Diário Oficial traz a regulamentação da Rede Nacional de Treinamento

A edição desta quinta-feira (21.07)  do Diário Oficial da União traz a regulamentação, pelo Ministério do Esporte, da Rede Nacional de Treinamento. O texto estabelece os objetivos, a infraestrutura e os órgãos que podem compor o conjunto de instalações que fazem a amarração entre a iniciação esportiva e a prática de alto rendimento no país.

Arena Carioca 3, no Parque Olímpico da Barra. Instalação está prevista como uma das integrantes do topo da pirâmide da Rede Nacional de Treinamento. (Foto: Renato Sette Câmara/Prefeitura do Rio de Janeiro)

Criada com o conceito de espalhar os benefícios da realização dos Jogos Rio 2016 por todo o território brasileiro, a Rede Nacional de Treinamento é vista pelo governo federal como um dos principais legados do megaevento esportivo. Criada pela lei federal nº 12.395, de março de 2011, a Rede interliga as grandes estruturas a centros de treinamento de todo o país, sejam eles voltados à iniciação esportiva ou ao alto rendimento.
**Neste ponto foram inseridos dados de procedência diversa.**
//! Backend client tests against a scripted in-process mock.

mod common;

use common::{start_backend, MockBackend, NO_HITS_RS};
use launch_analyzer::config::SearchConfig;
use launch_analyzer::models::{AnalyzerConf, CleanIndex, Launch, LogEntry, SearchLogs, TestItem};
use launch_analyzer::search::document::index_mapping;
use launch_analyzer::search::EsClient;
use serde_json::json;
use std::sync::Arc;

fn client(base_url: &str) -> EsClient {
    EsClient::new(vec![base_url.to_string()], SearchConfig::default()).unwrap()
}

fn assert_calls(backend: &Arc<MockBackend>, expected: &[(&str, &str)]) {
    let recorded = backend.recorded();
    let calls: Vec<(String, String)> = recorded
        .iter()
        .map(|c| (c.method.clone(), c.uri.clone()))
        .collect();
    let expected: Vec<(String, String)> = expected
        .iter()
        .map(|(m, u)| (m.to_string(), u.to_string()))
        .collect();
    assert_eq!(calls, expected);
}

fn launch_with_logs(project: i64, logs: Vec<LogEntry>) -> Launch {
    Launch {
        launch_id: 1,
        project,
        launch_name: "Nightly".to_string(),
        analyzer_config: AnalyzerConf {
            number_of_log_lines: 2,
            ..Default::default()
        },
        test_items: vec![TestItem {
            test_item_id: 7,
            unique_id: "auto:d41d8".to_string(),
            is_auto_analyzed: false,
            issue_type: "AB001".to_string(),
            original_issue_type: String::new(),
            logs,
        }],
    }
}

fn error_log(log_id: i64, message: &str) -> LogEntry {
    LogEntry {
        log_id,
        log_level: 40000,
        message: message.to_string(),
    }
}

#[tokio::test]
async fn list_indices_decodes_catalog_rows() {
    let (url, backend) = start_backend(vec![(
        200,
        r#"[{"health": "yellow", "index": "idx0", "docs.count": "3"},
            {"health": "green", "index": "idx1", "docs.count": "0"}]"#,
    )])
    .await;

    let indices = client(&url).list_indices().await.unwrap();
    assert_eq!(indices.len(), 2);
    assert_eq!(indices[0].index, "idx0");
    assert_eq!(indices[0].docs_count, "3");

    assert_calls(&backend, &[("GET", "/_cat/indices?format=json")]);
}

#[tokio::test]
async fn list_indices_surfaces_garbage_responses() {
    let (url, _backend) = start_backend(vec![(500, "")]).await;
    assert!(client(&url).list_indices().await.is_err());
}

#[tokio::test]
async fn index_exists_maps_statuses() {
    let (url, backend) = start_backend(vec![(200, ""), (404, ""), (500, "")]).await;
    let client = client(&url);

    assert!(client.index_exists("idx0").await.unwrap());
    assert!(!client.index_exists("idx1").await.unwrap());
    assert!(client.index_exists("idx2").await.is_err());

    assert_calls(
        &backend,
        &[("HEAD", "/idx0"), ("HEAD", "/idx1"), ("HEAD", "/idx2")],
    );
}

#[tokio::test]
async fn create_index_puts_the_fixed_mapping() {
    let (url, backend) = start_backend(vec![(200, r#"{"acknowledged": true}"#)]).await;

    let rs = client(&url).create_index("idx0").await.unwrap();
    assert!(rs.acknowledged);

    assert_calls(&backend, &[("PUT", "/idx0")]);
    let lines = backend.body_lines(0);
    assert_eq!(lines.len(), 1);
    assert_eq!(lines[0], index_mapping());
    assert!(backend.recorded()[0].body.ends_with('\n'));
}

#[tokio::test]
async fn create_index_error_statuses_surface() {
    let (url, _backend) = start_backend(vec![(
        400,
        r#"{"error": {"reason": "already exists"}, "status": 400}"#,
    )])
    .await;
    assert!(client(&url).create_index("idx1").await.is_err());
}

#[tokio::test]
async fn delete_index_passes_not_found_through() {
    let (url, backend) = start_backend(vec![
        (200, r#"{"acknowledged": true}"#),
        (404, r#"{"error": {"type": "index_not_found_exception", "reason": "no such index", "root_cause": []}, "status": 404}"#),
    ])
    .await;
    let client = client(&url);

    let rs = client.delete_index(1).await.unwrap();
    assert!(rs.acknowledged);

    let rs = client.delete_index(2).await.unwrap();
    assert_eq!(rs.status, 404);
    assert!(rs.error.is_some());

    assert_calls(&backend, &[("DELETE", "/1"), ("DELETE", "/2")]);
}

#[tokio::test]
async fn index_logs_without_documents_skips_the_bulk_call() {
    let (url, backend) = start_backend(vec![(200, "")]).await;

    let launch = Launch {
        launch_id: 1,
        project: 1,
        ..Default::default()
    };
    let rs = client(&url).index_logs(&[launch]).await.unwrap();
    assert!(rs.items.is_empty());

    // The index is still ensured, but no bulk request goes out.
    assert_calls(&backend, &[("HEAD", "/1")]);
}

#[tokio::test]
async fn index_logs_creates_the_index_and_bulk_loads() {
    let (url, backend) = start_backend(vec![
        (404, ""),
        (200, r#"{"acknowledged": true}"#),
        (
            200,
            r#"{"took": 3, "errors": false, "items": [{"index": {"_index": "2", "_id": "11", "status": 201}}]}"#,
        ),
    ])
    .await;

    let launch = launch_with_logs(
        2,
        vec![error_log(11, "error 123 occurred\nat line 45\nthird line")],
    );
    let rs = client(&url).index_logs(&[launch]).await.unwrap();
    assert!(!rs.errors);
    assert_eq!(rs.items[0].index.id, "11");

    assert_calls(
        &backend,
        &[("HEAD", "/2"), ("PUT", "/2"), ("PUT", "/_bulk?refresh")],
    );

    // Mapping body on index creation.
    assert_eq!(backend.body_lines(1)[0], index_mapping());

    // Alternating action and source lines, trailing newline included;
    // the stored message is truncated to two lines and digit-stripped.
    let lines = backend.body_lines(2);
    assert_eq!(lines.len(), 2);
    assert_eq!(lines[0], json!({"index": {"_id": 11, "_index": "2"}}));
    assert_eq!(
        lines[1],
        json!({
            "launch_id": 1,
            "launch_name": "Nightly",
            "test_item": 7,
            "unique_id": "auto:d41d8",
            "is_auto_analyzed": false,
            "issue_type": "AB001",
            "log_level": 40000,
            "message": "error  occurred\nat line "
        })
    );
    assert!(backend.recorded()[2].body.ends_with('\n'));
}

#[tokio::test]
async fn index_logs_skips_logs_below_error_level() {
    let (url, backend) = start_backend(vec![
        (200, ""),
        (200, r#"{"took": 1, "errors": false, "items": []}"#),
    ])
    .await;

    let launch = launch_with_logs(
        2,
        vec![
            LogEntry {
                log_id: 11,
                log_level: 30000,
                message: "warn only".to_string(),
            },
            error_log(12, "real error"),
        ],
    );
    client(&url).index_logs(&[launch]).await.unwrap();

    let lines = backend.body_lines(1);
    assert_eq!(lines.len(), 2);
    assert_eq!(lines[0], json!({"index": {"_id": 12, "_index": "2"}}));
}

fn expected_analyze_query(message: &str) -> serde_json::Value {
    json!({
        "size": 10,
        "query": {
            "bool": {
                "must_not": {"wildcard": {"issue_type": "ti*"}},
                "must": [
                    {"range": {"log_level": {"gte": 40000}}},
                    {"exists": {"field": "issue_type"}},
                    {"more_like_this": {
                        "fields": ["message"],
                        "like": message,
                        "min_doc_freq": 7.0,
                        "min_term_freq": 1.0,
                        "minimum_should_match": "80%"
                    }}
                ],
                "should": [
                    {"term": {"unique_id": {"value": "auto:d41d8", "boost": 2.0}}},
                    {"term": {"is_auto_analyzed": {"value": "false", "boost": 2.0}}},
                    {"term": {"launch_name": {"value": "Nightly", "boost": 2.0}}}
                ]
            }
        }
    })
}

#[tokio::test]
async fn analyze_without_hits_yields_no_results() {
    let (url, backend) = start_backend(vec![(200, NO_HITS_RS), (200, NO_HITS_RS)]).await;

    let launch = launch_with_logs(2, vec![error_log(11, "error one"), error_log(12, "error two")]);
    let results = client(&url).analyze_logs(&[launch]).await.unwrap();
    assert!(results.is_empty());

    assert_calls(&backend, &[("GET", "/2/_search"), ("GET", "/2/_search")]);
    assert_eq!(backend.body_lines(0)[0], expected_analyze_query("error one"));
    assert_eq!(backend.body_lines(1)[0], expected_analyze_query("error two"));
}

#[tokio::test]
async fn analyze_single_hit_predicts_its_issue_type() {
    let one_hit = r#"{"hits": {"total": {"value": 1, "relation": "eq"}, "hits": [
        {"_id": "101", "_score": 10.0, "_source": {"test_item": 123, "issue_type": "AB001"}}
    ]}}"#;
    let (url, _backend) = start_backend(vec![(200, NO_HITS_RS), (200, one_hit)]).await;

    let launch = launch_with_logs(2, vec![error_log(11, "error one"), error_log(12, "error two")]);
    let results = client(&url).analyze_logs(&[launch]).await.unwrap();

    assert_eq!(results.len(), 1);
    assert_eq!(results[0].test_item, 7);
    assert_eq!(results[0].issue_type, "AB001");
    assert_eq!(results[0].relevant_item, 123);
}

#[tokio::test]
async fn analyze_aggregates_normalized_scores_across_logs() {
    // Log 1: AB001 alone takes 1.0. Log 2: AB001 10/15, PB001 5/15.
    let one_hit = r#"{"hits": {"total": {"value": 1, "relation": "eq"}, "hits": [
        {"_id": "101", "_score": 10.0, "_source": {"test_item": 1, "issue_type": "AB001"}}
    ]}}"#;
    let two_hits = r#"{"hits": {"total": {"value": 2, "relation": "eq"}, "hits": [
        {"_id": "102", "_score": 10.0, "_source": {"test_item": 2, "issue_type": "AB001"}},
        {"_id": "103", "_score": 5.0, "_source": {"test_item": 3, "issue_type": "PB001"}}
    ]}}"#;
    let (url, _backend) = start_backend(vec![(200, one_hit), (200, two_hits)]).await;

    let launch = launch_with_logs(2, vec![error_log(11, "error one"), error_log(12, "error two")]);
    let results = client(&url).analyze_logs(&[launch]).await.unwrap();

    assert_eq!(results.len(), 1);
    assert_eq!(results[0].issue_type, "AB001");
}

#[tokio::test]
async fn analyze_majority_vote_beats_a_single_stronger_hit() {
    // AB001 = 15/35, PB001 = 20/35; the most relevant PB hit is the
    // first one with score 10.
    let three_hits = r#"{"hits": {"total": 3, "hits": [
        {"_id": "101", "_score": 15.0, "_source": {"test_item": 1, "issue_type": "AB001"}},
        {"_id": "102", "_score": 10.0, "_source": {"test_item": 2, "issue_type": "PB001"}},
        {"_id": "103", "_score": 10.0, "_source": {"test_item": 3, "issue_type": "PB001"}}
    ]}}"#;
    let (url, _backend) = start_backend(vec![(200, NO_HITS_RS), (200, three_hits)]).await;

    let launch = launch_with_logs(2, vec![error_log(11, "error one"), error_log(12, "error two")]);
    let results = client(&url).analyze_logs(&[launch]).await.unwrap();

    assert_eq!(results.len(), 1);
    assert_eq!(results[0].issue_type, "PB001");
    assert_eq!(results[0].relevant_item, 2);
}

#[tokio::test]
async fn analyze_without_test_items_makes_no_calls() {
    let (url, backend) = start_backend(vec![]).await;

    let launch = Launch {
        launch_id: 1,
        project: 2,
        ..Default::default()
    };
    let results = client(&url).analyze_logs(&[launch]).await.unwrap();
    assert!(results.is_empty());
    assert!(backend.recorded().is_empty());
}

#[tokio::test]
async fn delete_logs_bulk_deletes_by_id() {
    let (url, backend) = start_backend(vec![(200, r#"{"acknowledged": true}"#)]).await;

    let ci = CleanIndex {
        ids: vec![3, 5],
        project: 1,
    };
    client(&url).delete_logs(&ci).await.unwrap();

    assert_calls(&backend, &[("POST", "/_bulk?refresh")]);
    let lines = backend.body_lines(0);
    assert_eq!(lines.len(), 2);
    assert_eq!(lines[0], json!({"delete": {"_id": 3, "_index": "1"}}));
    assert_eq!(lines[1], json!({"delete": {"_id": 5, "_index": "1"}}));
}

#[tokio::test]
async fn delete_logs_with_no_ids_makes_no_calls() {
    let (url, backend) = start_backend(vec![]).await;

    let ci = CleanIndex {
        ids: vec![],
        project: 1,
    };
    client(&url).delete_logs(&ci).await.unwrap();
    assert!(backend.recorded().is_empty());
}

#[tokio::test]
async fn search_logs_collects_distinct_hit_ids() {
    let first = r#"{"hits": {"total": {"value": 2, "relation": "eq"}, "hits": [
        {"_id": "11", "_score": 3.0, "_source": {"test_item": 1, "issue_type": "ti001"}},
        {"_id": "12", "_score": 2.0, "_source": {"test_item": 2, "issue_type": "ti001"}}
    ]}}"#;
    let second = r#"{"hits": {"total": 1, "hits": [
        {"_id": "12", "_score": 2.5, "_source": {"test_item": 2, "issue_type": "ti001"}}
    ]}}"#;
    let (url, backend) = start_backend(vec![(200, first), (200, second)]).await;

    let request = SearchLogs {
        launch_id: 4,
        launch_name: "Smoke".to_string(),
        item_id: 33,
        project_id: 2,
        filtered_launch_ids: vec![4],
        log_messages: vec!["error 1".to_string(), "error 2".to_string()],
        log_lines: 1,
    };
    let ids = client(&url).search_logs(&request).await.unwrap();
    assert_eq!(ids, vec![11, 12]);

    assert_calls(&backend, &[("GET", "/2/_search"), ("GET", "/2/_search")]);

    // Query targets items awaiting investigation and excludes the one
    // under analysis; the message is sanitized before similarity.
    let query = &backend.body_lines(0)[0];
    assert_eq!(query["size"], 500);
    assert_eq!(
        query["query"]["bool"]["must_not"],
        json!({"term": {"test_item": {"value": 33, "boost": 1.0}}})
    );
    assert_eq!(
        query["query"]["bool"]["must"][2],
        json!({"wildcard": {"issue_type": "ti*"}})
    );
    assert_eq!(
        query["query"]["bool"]["must"][4]["more_like_this"]["like"],
        "error "
    );
}

#[tokio::test]
async fn healthy_requires_yellow_or_green() {
    let (url, _backend) = start_backend(vec![
        (200, r#"{"status": "green"}"#),
        (200, r#"{"status": "yellow"}"#),
        (200, r#"{"status": "red"}"#),
    ])
    .await;
    let client = client(&url);

    assert!(client.healthy().await);
    assert!(client.healthy().await);
    assert!(!client.healthy().await);
}

#[tokio::test]
async fn healthy_is_false_when_the_backend_is_unreachable() {
    let client = client("http://127.0.0.1:1");
    assert!(!client.healthy().await);
}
De acordo com o publicado nesta quinta, estão entre os objetivos conceituais da Rede Nacional de Treinamento integrar profissionais, infraestruturas esportivas, práticas e programas vinculados ao esporte. Completam a lista de objetivos o fomento do desenvolvimento de talentos, a articulação de treinamento de modalidades dos programas olímpicos e paralímpicos e a coordenação de decisões, agentes e unidades operacionais.
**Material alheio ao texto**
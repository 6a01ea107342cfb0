//! In-process scripted mock of the search backend.
//!
//! Each test scripts the responses it expects the backend to give, in
//! order, and asserts afterwards on the calls the client actually
//! made.
#![allow(dead_code)]

use std::collections::VecDeque;
use std::sync::{Arc, Mutex};

use axum::extract::State;
use axum::http::{Method, StatusCode, Uri};
use axum::Router;

/// One request observed by the mock backend.
#[derive(Debug, Clone)]
pub struct RecordedCall {
    pub method: String,
    pub uri: String,
    pub body: String,
}

pub struct MockBackend {
    script: Mutex<VecDeque<(u16, String)>>,
    recorded: Mutex<Vec<RecordedCall>>,
}

impl MockBackend {
    pub fn recorded(&self) -> Vec<RecordedCall> {
        self.recorded.lock().unwrap().clone()
    }

    /// Newline-separated body of the `n`-th recorded call, split into
    /// parsed JSON lines.
    pub fn body_lines(&self, n: usize) -> Vec<serde_json::Value> {
        let body = self.recorded()[n].body.clone();
        body.lines()
            .map(|line| serde_json::from_str(line).expect("body line is not valid JSON"))
            .collect()
    }
}

async fn mock_handler(
    State(state): State<Arc<MockBackend>>,
    method: Method,
    uri: Uri,
    body: String,
) -> (StatusCode, String) {
    state.recorded.lock().unwrap().push(RecordedCall {
        method: method.to_string(),
        uri: uri.to_string(),
        body,
    });
    let (status, body) = state
        .script
        .lock()
        .unwrap()
        .pop_front()
        .unwrap_or((200, String::new()));
    (StatusCode::from_u16(status).unwrap(), body)
}

/// Start a scripted backend on a random local port. Returns its base
/// URL and a handle for assertions.
pub async fn start_backend(script: Vec<(u16, &str)>) -> (String, Arc<MockBackend>) {
    let state = Arc::new(MockBackend {
        script: Mutex::new(
            script
                .into_iter()
                .map(|(status, body)| (status, body.to_string()))
                .collect(),
        ),
        recorded: Mutex::new(Vec::new()),
    });

    let app = Router::new()
        .fallback(mock_handler)
        .with_state(state.clone());
    let listener = tokio::net::TcpListener::bind("127.0.0.1:0").await.unwrap();
    let addr = listener.local_addr().unwrap();
    tokio::spawn(async move {
        axum::serve(listener, app).await.unwrap();
    });

    (format!("http://{addr}"), state)
}

/// Search response with no hits, in the newer `{value, relation}`
/// total shape.
pub const NO_HITS_RS: &str =
    r#"{"took": 1, "hits": {"total": {"value": 0, "relation": "eq"}, "max_score": null, "hits": []}}"#;
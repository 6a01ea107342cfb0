//! Error types for broker operations

/// Result type for broker operations
pub type MessagingResult<T> = std::result::Result<T, MessagingError>;

/// Errors that can occur on the broker side
#[derive(Debug, thiserror::Error)]
pub enum MessagingError {
    /// Connection failed
    #[error("Connection failed: {0}")]
    ConnectionFailed(String),

    /// Channel could not be opened
    #[error("Failed to open a channel: {0}")]
    ChannelFailed(String),

    /// Exchange or queue declaration failed
    #[error("Failed to declare {object}: {message}")]
    DeclareFailed { object: String, message: String },

    /// Consumer registration failed
    #[error("Failed to register a consumer on {queue}: {message}")]
    ConsumeFailed { queue: String, message: String },

    /// Reply publication failed
    #[error("Failed to publish reply: {0}")]
    PublishFailed(String),

    /// Acknowledge failed
    #[error("Failed to ack delivery: {0}")]
    AckFailed(String),
}
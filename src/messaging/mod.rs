//! AMQP RPC surface.
//!
//! Five operation queues bind to one direct exchange whose arguments
//! advertise the analyzer to the platform. Each queue gets a single
//! long-lived consumer; deliveries fan out to short-lived worker
//! tasks. A delivery is acked only after its handler succeeded and the
//! reply (when requested) was published, so at-least-once redelivery
//! is safe: indexing overwrites by id, analysis is pure, deletes are
//! idempotent.

pub mod consumer;
pub mod error;

pub use consumer::{connect, declare_topology, ConsumerPool, Operation};
pub use error::{MessagingError, MessagingResult};
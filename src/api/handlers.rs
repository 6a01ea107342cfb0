use crate::api::AppState;
use crate::error::Result;
use crate::models::{AnalysisResult, CleanIndex, Launch, SearchLogs};
use crate::search::response::{BulkResponse, Response as BackendResponse};
use axum::{
    extract::{Path, State},
    http::StatusCode,
    Json,
};
use serde_json::json;

/// Health endpoint backed by the backend cluster health.
pub async fn health(State(state): State<AppState>) -> (StatusCode, Json<serde_json::Value>) {
    if state.client.healthy().await {
        (StatusCode::OK, Json(json!({"status": "healthy"})))
    } else {
        (
            StatusCode::SERVICE_UNAVAILABLE,
            Json(json!({"status": "unavailable"})),
        )
    }
}

pub async fn index_launches(
    State(state): State<AppState>,
    Json(launches): Json<Vec<Launch>>,
) -> Result<Json<BulkResponse>> {
    Ok(Json(state.handler.index_launches(launches).await?))
}

pub async fn analyze_logs(
    State(state): State<AppState>,
    Json(launches): Json<Vec<Launch>>,
) -> Result<Json<Vec<AnalysisResult>>> {
    Ok(Json(state.handler.analyze_logs(launches).await?))
}

pub async fn delete_index(
    State(state): State<AppState>,
    Path(id): Path<i64>,
) -> Result<Json<BackendResponse>> {
    Ok(Json(state.handler.delete_index(id).await?))
}

pub async fn clean_index(
    State(state): State<AppState>,
    Json(ci): Json<CleanIndex>,
) -> Result<Json<BackendResponse>> {
    Ok(Json(state.handler.clean_index(ci).await?))
}

pub async fn search_logs(
    State(state): State<AppState>,
    Json(request): Json<SearchLogs>,
) -> Result<Json<Vec<i64>>> {
    Ok(Json(state.handler.search_logs(request).await?))
}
» Confira o texto completo no Diário Oficial da União

» Conheça as estruturas que compõem a Rede Nacional de Treinamento

A consequência esperada com o cumprimento desses objetivos é disseminar métodos de treinamento, desenvolver e aplicar a ciência e a medicina esportiva, capacitar profissionais, expandir conhecimento, detectar talentos e dar possibilidade de um encadeamento lógico do desenvolvimento de sua carreira, além de modernizar instalações e organizar a manutenção e aquisição de equipamentos esportivos, de modo a qualificar a gestão do esporte nacional.

Adesão
A estrutura organizacional da Rede Nacional terá a coordenação do Ministério do Esporte, com suporte do Comitê Olímpico do Brasil e do Comitê Paralímpico Brasileiro. Entidades nacionais e regionais de administração do esporte, assim como ligas regionais e nacionais, a Confederação Brasileira de Clubes, estados, municípios e o DF estão entre os possíveis parceiros e integrantes da Rede Nacional de Treinamento.

O texto traz, ainda, a previsão de formas de adesão e graus de certificação das entidades, clubes e instalações esportivas. Assim que uma entidade confirma a adesão, recebe um certificado com validade de quatro anos. A participação dependerá de adesão formal desses entes, mediante a manifestação formal do seu dirigente ou responsável. Essa adesão exige um relatório com projetos e programas já desenvolvidos e os objetivos previstos no período. A Secretaria Nacional de Esporte de Alto Rendimento do Ministério do Esporte tem 30 dias para providenciar os formulários de adesão. Os equipamentos/estruturas integrantes da rede terão prioridade no recebimento de recursos do Ministério do esporte.

Entre as instalações previstas para compor a rede estão centros olímpicos e paralímpicos de treinamento e boa parte das instalações dos Jogos Rio 2016, além dos Centros Nacionais de Treinamento, dos Centros Regionais, de unidades locais e dos Centros de Iniciação ao Esporte.

Nacionalização
Dentro do ponto de vista de nacionalização do legado dos Jogos Rio 2016, o investimento federal em infraestrutura física ultrapassa a marca de R$ 3 bilhões. São recursos destinados à construção de centros de treinamento de diversas modalidades, Centros de Iniciação ao Esporte (CIEs), 47 pistas oficias de atletismo e dez instalações olímpicas no Rio de Janeiro (RJ), além da reforma e a construção, também no Rio, de locais de treinamento durante os jogos em unidades militares e na Escola de Educação Física e Desportos da Universidade Federal do Rio de Janeiro (UFRJ).